This is a pretty interesting take.

From a Capitalist perspective, people know what they want - and the market is "efficient" when you let people do what they want. There's nothing more efficient than giving people money.

From a Socialist perspective - I guess this is obviously wrong? If an economy free of government interventions worked, you wouldn't need Socialism in the first place? So it's better to let the government make investments on your behalf?



Let's not conflate the free market, capitalism, and 'capitalist-ism'.

I'm not sure I follow your terminology.

Unregulated markets are not, in theory or practice, efficient and do not work out to be free markets; they are controlled by the few for their purposes. Government can regulate markets to provide free markets, reducing barriers to entry and requiring competition; they also can provide safety and public good by preventing harm to the public by fraud or injury. Another way to think of it is that power (over the market) is conserved; the question is, who has it, a few participants acting in their interests or the people acting in theirs? A well-regulated market is better and freer for almost all participants than an unregulated one.

Regulation is not socialism; socialism is the collective or government ownership of economic assets. For example, the US government regulates GM, Ford, etc., but does not own them.

Capitalism is ownership of economic assets by private entities, called capitalists.


From an economic perspective: The market is not fully efficient, and it's a horrible assumption to pretend that it is (akin to asserting P = NP). Business/capitalist thought deliberately embraces this when setting out to find/create market inefficiencies (eg "build a moat"), but then feigns the opposite when criticized. At best we can say it's efficient to some epsilon, but this epsilon is nowhere near negligible at human(e) scales.

Legal rights/entitlements are essentially a form of non-fungible wealth that resists the common pattern - being turned into an "asset class", centralized, and packaged up into recurring rent streams collected from wider society.
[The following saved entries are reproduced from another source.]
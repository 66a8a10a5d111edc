//! Top-level configuration for a chain node.
//!
//! This module aggregates configuration for:
//!
//! - consensus parameters (`ConsensusConfig`),
//! - storage (block directory),
//! - peers (neighbour list + request timeout),
//! - metrics exporter (enable flag + listen address),
//! - and the node identity key file.
//!
//! The goal is to have a single `ChainConfig` struct that higher-level
//! binaries (e.g. `main.rs`) can construct from defaults, optionally
//! overlaid with environment variables.

use std::net::SocketAddr;
use std::path::PathBuf;

use thiserror::Error;

use crate::consensus::ConsensusConfig;
use crate::network::PeerConfig;
use crate::storage::FileStoreConfig;

/// An environment variable holding a value that cannot be used.
#[derive(Debug, Error)]
#[error("invalid value {value:?} for {var}: {reason}")]
pub struct ConfigError {
    pub var: &'static str,
    pub value: String,
    pub reason: String,
}

/// Configuration for the Prometheus metrics exporter.
#[derive(Clone, Debug)]
pub struct MetricsConfig {
    /// Whether to run a `/metrics` HTTP exporter.
    pub enabled: bool,
    /// Address to bind the metrics HTTP server to.
    pub listen_addr: SocketAddr,
}

impl Default for MetricsConfig {
    fn default() -> Self {
        // Safe to unwrap: this is a fixed, valid address literal.
        let addr: SocketAddr = "127.0.0.1:9898"
            .parse()
            .expect("hard-coded metrics listen address should parse");
        Self {
            enabled: true,
            listen_addr: addr,
        }
    }
}

/// Top-level configuration for a chain node.
///
/// This aggregates all the sub-configs needed to wire up a typical node:
///
/// - consensus tuning (`consensus`),
/// - persistent storage (`storage`),
/// - neighbours (`peers`),
/// - Prometheus metrics exporter (`metrics`),
/// - identity key location (`key_file`).
#[derive(Clone, Debug)]
pub struct ChainConfig {
    pub consensus: ConsensusConfig,
    pub storage: FileStoreConfig,
    pub peers: PeerConfig,
    pub metrics: MetricsConfig,
    pub key_file: PathBuf,
}

impl Default for ChainConfig {
    fn default() -> Self {
        Self {
            consensus: ConsensusConfig::default(),
            storage: FileStoreConfig::default(),
            peers: PeerConfig::default(),
            metrics: MetricsConfig::default(),
            key_file: PathBuf::from("data/keys/node.key"),
        }
    }
}

fn parse<T>(var: &'static str, value: String) -> Result<T, ConfigError>
where
    T: std::str::FromStr,
    T::Err: std::fmt::Display,
{
    value.parse().map_err(|e: T::Err| ConfigError {
        var,
        reason: e.to_string(),
        value,
    })
}

/// Interprets `1`/`true`/`yes`/`on` (any case) as enabled.
pub fn is_truthy(value: &str) -> bool {
    matches!(
        value.trim().to_ascii_lowercase().as_str(),
        "1" | "true" | "yes" | "on"
    )
}

impl ChainConfig {
    /// Builds the configuration from the defaults overlaid with the
    /// process environment.
    pub fn from_env() -> Result<Self, ConfigError> {
        Self::from_lookup(|var| std::env::var(var).ok())
    }

    /// Builds the configuration from the defaults overlaid with whatever
    /// `lookup` returns for each known variable.
    ///
    /// `VAXCHAIN_DATA_DIR` moves both the block directory and the key
    /// file; `VAXCHAIN_KEY_FILE` then overrides the key location.
    pub fn from_lookup<F>(lookup: F) -> Result<Self, ConfigError>
    where
        F: Fn(&str) -> Option<String>,
    {
        let mut cfg = Self::default();

        if let Some(v) = lookup("VAXCHAIN_BLOCK_TIME") {
            cfg.consensus.block_time_secs = parse("VAXCHAIN_BLOCK_TIME", v)?;
            if cfg.consensus.block_time_secs == 0 {
                return Err(ConfigError {
                    var: "VAXCHAIN_BLOCK_TIME",
                    value: "0".to_string(),
                    reason: "block time must be positive".to_string(),
                });
            }
        }
        if let Some(v) = lookup("VAXCHAIN_BLOCK_SIZE") {
            cfg.consensus.block_size = parse("VAXCHAIN_BLOCK_SIZE", v)?;
        }
        if let Some(v) = lookup("VAXCHAIN_VERSION") {
            cfg.consensus.version = v;
        }
        if let Some(v) = lookup("VAXCHAIN_DATA_DIR") {
            let data = PathBuf::from(v);
            cfg.storage.dir = data.join("blocks");
            cfg.key_file = data.join("keys").join("node.key");
        }
        if let Some(v) = lookup("VAXCHAIN_KEY_FILE") {
            cfg.key_file = PathBuf::from(v);
        }
        if let Some(v) = lookup("NEIGHBORS_HOST_PORT") {
            cfg.peers.neighbors = PeerConfig::parse_neighbors(&v);
        }
        if let Some(v) = lookup("VAXCHAIN_METRICS_ADDR") {
            cfg.metrics.listen_addr = parse("VAXCHAIN_METRICS_ADDR", v)?;
        }
        if let Some(v) = lookup("VAXCHAIN_METRICS_ENABLED") {
            cfg.metrics.enabled = is_truthy(&v);
        }

        Ok(cfg)
    }
}

#[cfg(test)]
mod tests {
    use super::*;
    use std::collections::HashMap;

    fn lookup_from(pairs: &[(&str, &str)]) -> impl Fn(&str) -> Option<String> {
        let map: HashMap<String, String> = pairs
            .iter()
            .map(|(k, v)| (k.to_string(), v.to_string()))
            .collect();
        move |var| map.get(var).cloned()
    }

    #[test]
    fn defaults_match_reference_constants() {
        let cfg = ChainConfig::default();
        assert_eq!(cfg.consensus.block_time_secs, 5);
        assert_eq!(cfg.consensus.block_size, 1024);
        assert_eq!(cfg.storage.dir, PathBuf::from("data/blocks"));
        assert_eq!(cfg.key_file, PathBuf::from("data/keys/node.key"));
        assert!(cfg.metrics.enabled);
    }

    #[test]
    fn environment_overrides_are_applied() {
        let cfg = ChainConfig::from_lookup(lookup_from(&[
            ("VAXCHAIN_BLOCK_TIME", "3"),
            ("VAXCHAIN_DATA_DIR", "/var/lib/vax"),
            ("NEIGHBORS_HOST_PORT", "a:9000,b:9001"),
            ("VAXCHAIN_METRICS_ENABLED", "off"),
        ]))
        .expect("valid overrides");

        assert_eq!(cfg.consensus.block_time_secs, 3);
        assert_eq!(cfg.storage.dir, PathBuf::from("/var/lib/vax/blocks"));
        assert_eq!(cfg.key_file, PathBuf::from("/var/lib/vax/keys/node.key"));
        assert_eq!(cfg.peers.neighbors.len(), 2);
        assert!(!cfg.metrics.enabled);
    }

    #[test]
    fn malformed_values_are_reported() {
        let err = ChainConfig::from_lookup(lookup_from(&[("VAXCHAIN_BLOCK_SIZE", "lots")]))
            .expect_err("non-numeric block size must fail");
        assert!(err.to_string().contains("VAXCHAIN_BLOCK_SIZE"));

        let err = ChainConfig::from_lookup(lookup_from(&[("VAXCHAIN_BLOCK_TIME", "0")]))
            .expect_err("zero block time must fail");
        assert!(err.reason.contains("positive"));
    }
}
It remains an open question whether the overall trend would be so strongly towards centralization without the continual government handouts powering the financial industry (witness all the whinging about interest rates existing again). But unless that dynamic is actually reformed then non-fungible guarantees seem like a necessary backstop for maintaining distributed power throughout society.


> Business/capitalist thought deliberately embraces this when setting out to find/create market inefficiencies (eg "build a moat"), but then feigns the opposite when criticized.

Agreed, to recycle a comment [0] in the same vein:

> On Monday, capital-C-Capitalism is celebrated as being the most efficient and economist-approved system (i.e. the bestest) when--if--there is somehow perfect price/deal information available to all actors.

> On Tuesday, no-True-Capitalism is lauded as immune to cartels and collusion, because any actor will quickly undercut the others with secret prices and deals and hidden identities and wash-trading.

> On Wednesday, Virtuous Capitalism needs no oversight because nasty behavior will be seen and detected by consumers who will vote with their wallets.

> On Thursday, Property-Respecting Capitalism refuses to infringe on the owners' essential freedom... to construct impenetrable webs of shifting corporate ownership to obfuscate all controlling relationships.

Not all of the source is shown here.